When you are an expat and come home for a few weeks, every body wants to see you and you become really busy, with hardly time for yourself. When you are finally back, suddenly, all those feel that they don't need to rush to see you and you may find your self pretty much alone during some time, this can be hard, specially for a non working spouse, who normally is after returning from a long expatriation. Companies feel that they have done enough covering the cost of the move.
I would look at this problem from the other perspective. Once you leave the "home country" for an expat job, you are begining the new life somewhere else. As the time goes by, the "new country" its opportunities and problems, are closer than the ones of "home country". You are building new relationships, and parallely sort of a distance to all of "home country" issues. Looking from abroad and judging as an independent judge, rather than participant makes you confused in understanding where you belong. The longer the contract is the harder it is to come back. Consequently what happens is that many expats can't find their place in their "home country" and look for another jobs abroad.
HR teams do spend a lot of time and money to help a family move and adjust abroad. I actually don't know anyone who has received help during repatriation.
When people leave their home country and move to a new environment (new culture, new food, etc.) they end up finding out what they really are made of, and that will change them.

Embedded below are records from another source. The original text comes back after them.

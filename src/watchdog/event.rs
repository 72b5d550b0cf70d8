//! Change events flowing from the watchers to the dispatcher.

use std::fmt;
use std::path::PathBuf;
use std::time::Instant;

/// Filesystem operation observed for a path.
#[derive(Debug, Clone, Copy, PartialEq, Eq, Hash)]
pub enum Operation {
    Create,
    Write,
    Remove,
    Rename,
    /// Synthetic: emitted by the poller for files not yet in seen-state.
    Load,
}

impl Operation {
    pub fn as_str(&self) -> &'static str {
        match self {
            Operation::Create => "CREATE",
            Operation::Write => "WRITE",
            Operation::Remove => "REMOVE",
            Operation::Rename => "RENAME",
            Operation::Load => "LOAD",
        }
    }
}

impl fmt::Display for Operation {
    fn fmt(&self, f: &mut fmt::Formatter<'_>) -> fmt::Result {
        f.write_str(self.as_str())
    }
}

/// A single in-memory change notification. Never persisted.
#[derive(Debug, Clone, PartialEq, Eq)]
pub struct ChangeEvent {
    pub path: PathBuf,
    pub operation: Operation,
    pub business_id: String,
    pub root_path: PathBuf,
    pub observed_at: Instant,
}

impl ChangeEvent {
    pub fn new(
        path: impl Into<PathBuf>,
        operation: Operation,
        business_id: impl Into<String>,
        root_path: impl Into<PathBuf>,
    ) -> Self {
        Self {
            path: path.into(),
            operation,
            business_id: business_id.into(),
            root_path: root_path.into(),
            observed_at: Instant::now(),
        }
    }
}

impl fmt::Display for ChangeEvent {
    fn fmt(&self, f: &mut fmt::Formatter<'_>) -> fmt::Result {
        write!(
            f,
            "{} {} ({})",
            self.operation,
            self.path.display(),
            self.business_id
        )
    }
}
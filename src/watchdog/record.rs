//! File metadata resolved at dispatch time.
//!
//! A [`FileRecord`] is built from the filesystem when a task is executed,
//! not when the event was observed, so queuing delay never leaves handlers
//! looking at stale sizes or timestamps.

use std::fs::Metadata;
use std::path::{Path, PathBuf};

use chrono::{DateTime, Local};
use sha2::{Digest, Sha256};

use super::event::ChangeEvent;
use super::rule::slash_path;

/// Everything a sink needs to ship one file.
#[derive(Debug, Clone)]
pub struct FileRecord {
    pub absolute_path: PathBuf,
    /// Parent directory relative to the rule root, `/`-separated, no edge separators.
    pub relative_sub_directory: String,
    pub file_name: String,
    /// Lowercase, including the leading dot; empty when the file has none.
    pub extension: String,
    pub size_bytes: u64,
    pub create_time: DateTime<Local>,
    pub modify_time: DateTime<Local>,
    pub folder_create_time: DateTime<Local>,
    pub content_bytes: Vec<u8>,
    /// SHA-256 of `content_bytes`, lowercase hex.
    pub checksum: String,
    pub host_id: String,
    pub originating_event: ChangeEvent,
}

/// Outcome of resolving an event against the filesystem.
#[derive(Debug)]
pub enum Resolved {
    File(Box<FileRecord>),
    /// The path is a directory; nothing to ship.
    Directory,
}

impl FileRecord {
    /// Stat and read the event's path.
    ///
    /// An `Err` means the file vanished or became unreadable between the
    /// event and now.
    pub async fn resolve(event: &ChangeEvent, host_id: &str) -> std::io::Result<Resolved> {
        let path = event.path.as_path();
        let meta = tokio::fs::symlink_metadata(path).await?;
        if meta.is_dir() {
            return Ok(Resolved::Directory);
        }

        let parent = path.parent().unwrap_or(Path::new(""));
        let folder_meta = tokio::fs::symlink_metadata(parent).await?;
        let content_bytes = tokio::fs::read(path).await?;

        let file_name = path
            .file_name()
            .map(|n| n.to_string_lossy().into_owned())
            .unwrap_or_default();

        let extension = path
            .extension()
            .map(|e| format!(".{}", e.to_string_lossy().to_lowercase()))
            .unwrap_or_default();

        let modify_time = meta
            .modified()
            .map(DateTime::<Local>::from)
            .unwrap_or_else(|_| Local::now());

        Ok(Resolved::File(Box::new(FileRecord {
            absolute_path: path.to_path_buf(),
            relative_sub_directory: relative_sub_directory(&event.root_path, parent),
            file_name,
            extension,
            size_bytes: meta.len(),
            create_time: created_time(&meta).unwrap_or(modify_time),
            modify_time,
            folder_create_time: created_time(&folder_meta).unwrap_or(modify_time),
            checksum: checksum(&content_bytes),
            content_bytes,
            host_id: host_id.to_string(),
            originating_event: event.clone(),
        })))
    }

    pub fn business_id(&self) -> &str {
        &self.originating_event.business_id
    }
}

/// `parent` relative to `root`, rendered with `/` and trimmed of separators.
pub fn relative_sub_directory(root: &Path, parent: &Path) -> String {
    let rel = parent.strip_prefix(root).unwrap_or(parent);
    slash_path(rel).trim_matches('/').to_string()
}

/// SHA-256 hex digest.
pub fn checksum(bytes: &[u8]) -> String {
    let digest = Sha256::digest(bytes);
    let mut out = String::with_capacity(digest.len() * 2);
    for b in digest {
        out.push_str(&format!("{b:02x}"));
    }
    out
}

/// Inode change time on Unix, birth time elsewhere.
#[cfg(unix)]
fn created_time(meta: &Metadata) -> Option<DateTime<Local>> {
    use chrono::TimeZone;
    use std::os::unix::fs::MetadataExt;

    Local
        .timestamp_opt(meta.ctime(), meta.ctime_nsec() as u32)
        .single()
}

#[cfg(not(unix))]
fn created_time(meta: &Metadata) -> Option<DateTime<Local>> {
    meta.created().ok().map(DateTime::<Local>::from)
}
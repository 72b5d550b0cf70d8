//! Check command: run the startup hooks without watching anything.

use std::sync::Arc;

use crate::config::Settings;
use crate::plugins;
use crate::watchdog::{SeenState, Watchdog};

pub fn run_check(settings: Settings) -> anyhow::Result<()> {
    settings.validate()?;
    let settings = Arc::new(settings);

    let mut watchdog = Watchdog::new(Arc::clone(&settings), SeenState::temporary()?);
    let loaded = watchdog.load_plugins(plugins::autoload(&settings)?);
    let pipeline = watchdog.prepare()?;

    println!("host: {}", pipeline.host_id);
    println!("plugins: {loaded} active");
    for (biz, rule) in &pipeline.rules {
        let strategies: Vec<String> = pipeline
            .strategies_for(biz)
            .iter()
            .map(ToString::to_string)
            .collect();
        let handlers = pipeline
            .chains
            .get(biz)
            .map(|chain| chain.names().join(" > "))
            .unwrap_or_else(|| "(none)".to_string());

        println!();
        println!("[{biz}]");
        println!("  path       {}", rule.monitor_path().display());
        println!("  strategy   {}", strategies.join(", "));
        println!("  depth      {}", describe_depth(rule.max_depth));
        println!("  debounce   {}ms", rule.debounce_interval.as_millis());
        if let Some(pattern) = rule.include_pattern() {
            println!("  include    {pattern}");
        }
        if let Some(pattern) = rule.exclude_pattern() {
            println!("  exclude    {pattern}");
        }
        println!("  handlers   {handlers}");
    }
    Ok(())
}

fn describe_depth(max_depth: usize) -> String {
    if max_depth == 0 {
        "unlimited".to_string()
    } else {
        max_depth.to_string()
    }
}
use std::process::Command;

use tempfile::TempDir;

fn bizwatch(dir: &TempDir) -> Command {
    let mut cmd = Command::new(env!("CARGO_BIN_EXE_bizwatch"));
    cmd.current_dir(dir.path())
        .env("HOSTNAME", "station-7")
        .env_remove("BIZWATCH_CONFIG");
    cmd
}

#[test]
fn test_init_then_check() {
    let temp_dir = TempDir::new().unwrap();
    let data = temp_dir.path().join("data");
    std::fs::create_dir(&data).unwrap();

    let output = bizwatch(&temp_dir).arg("init").output().unwrap();
    assert!(output.status.success());

    let config_path = temp_dir.path().join("conf/bizwatch.toml");
    let content = std::fs::read_to_string(&config_path).unwrap();
    assert!(content.contains(r#"hostname = "station-7""#));
    assert!(content.contains("[watchdog]"));

    // refuses to clobber without --force
    let output = bizwatch(&temp_dir).arg("init").output().unwrap();
    assert!(!output.status.success());
    let output = bizwatch(&temp_dir).args(["init", "--force"]).output().unwrap();
    assert!(output.status.success());

    let biz = format!(
        "\n[biz.t1]\nwatch = {:?}\nconsole = true\n",
        data.to_string_lossy()
    );
    let mut content = std::fs::read_to_string(&config_path).unwrap();
    content.push_str(&biz);
    std::fs::write(&config_path, content).unwrap();

    let output = bizwatch(&temp_dir).arg("check").output().unwrap();
    assert!(output.status.success());
    let stdout = String::from_utf8_lossy(&output.stdout);
    assert!(stdout.contains("host: station-7"));
    assert!(stdout.contains("[t1]"));
    assert!(stdout.contains("console"));
}

#[test]
fn test_state_count_on_fresh_store() {
    let temp_dir = TempDir::new().unwrap();
    let config = temp_dir.path().join("custom.toml");
    std::fs::write(&config, "[agent]\nhostname = \"station-7\"\n").unwrap();

    let output = bizwatch(&temp_dir)
        .args(["state", "count", "--config"])
        .arg(&config)
        .output()
        .unwrap();
    assert!(output.status.success());
    assert_eq!(String::from_utf8_lossy(&output.stdout).trim(), "0");
    assert!(temp_dir.path().join(".bizwatch/state").is_dir());
}

#[cfg(unix)]
#[test]
fn test_sigterm_stops_run_and_flushes_seen_state() {
    use std::time::{Duration, Instant};

    let temp_dir = TempDir::new().unwrap();
    let data = temp_dir.path().join("data");
    std::fs::create_dir(&data).unwrap();
    std::fs::write(data.join("old.csv"), "1,2").unwrap();

    let config = temp_dir.path().join("bizwatch.toml");
    std::fs::write(
        &config,
        format!(
            "[agent]\nhostname = \"station-7\"\n\n[watchdog]\nbatch_tick_ms = 20\n\n[biz.t1]\nwatch = {:?}\nrealtime = false\nconsole = true\ndebounce_ms = 50\n",
            data.to_string_lossy()
        ),
    )
    .unwrap();

    let mut child = bizwatch(&temp_dir)
        .arg("run")
        .arg("--config")
        .arg(&config)
        .stdout(std::process::Stdio::null())
        .stderr(std::process::Stdio::null())
        .spawn()
        .unwrap();

    // the backfill ships old.csv right away
    std::thread::sleep(Duration::from_secs(2));
    let killed = Command::new("kill")
        .args(["-TERM", &child.id().to_string()])
        .status()
        .unwrap();
    assert!(killed.success());

    let started = Instant::now();
    let status = loop {
        if let Some(status) = child.try_wait().unwrap() {
            break status;
        }
        if started.elapsed() > Duration::from_secs(10) {
            child.kill().unwrap();
            panic!("bizwatch run ignored SIGTERM");
        }
        std::thread::sleep(Duration::from_millis(50));
    };
    assert!(status.success(), "exit status {status}");

    let output = bizwatch(&temp_dir)
        .args(["state", "count", "--config"])
        .arg(&config)
        .output()
        .unwrap();
    assert_eq!(String::from_utf8_lossy(&output.stdout).trim(), "1");
}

Like it or not -- in your home country you are defined by many things that have very little to do with who you are inside – what school you attend, what clothes you wear, what you do for a living, what music you listen to… When you move to a new country with new language and culture and ways of doing business – you have to make a decision. Do you walk into a McDonalds because you recognize the food or do you walk into a local restaurant where you don’t know the food and can’t speak the language?
Most expatriates choose the latter. And when that happens you start to change. You challenge yourself more and more.
You also seek support from people locally vs. from back home. Speaking for me -- I have found that the people back home couldn't empathize with what I was experiencing and didn’t understand that I was changing as a person. The local expatriates did. The local international school did and provided a lot of support too.
When my family moved back home we were different people. My husband and I had 3 children (plus dog and cat) – and we all were lost. There was a huge gap between who we are now and how our friends and family remembered us. And yes, Jose is right! Nobody rushed to see us!
We needed a welcome home party. We needed support to help all of us adjust. During the time we were away the world changed. Social media, mobile phones, TV shows, junk food, schools….even the church. We needed help reconnecting to our home country and starting over again. We had changed, our home country had changed.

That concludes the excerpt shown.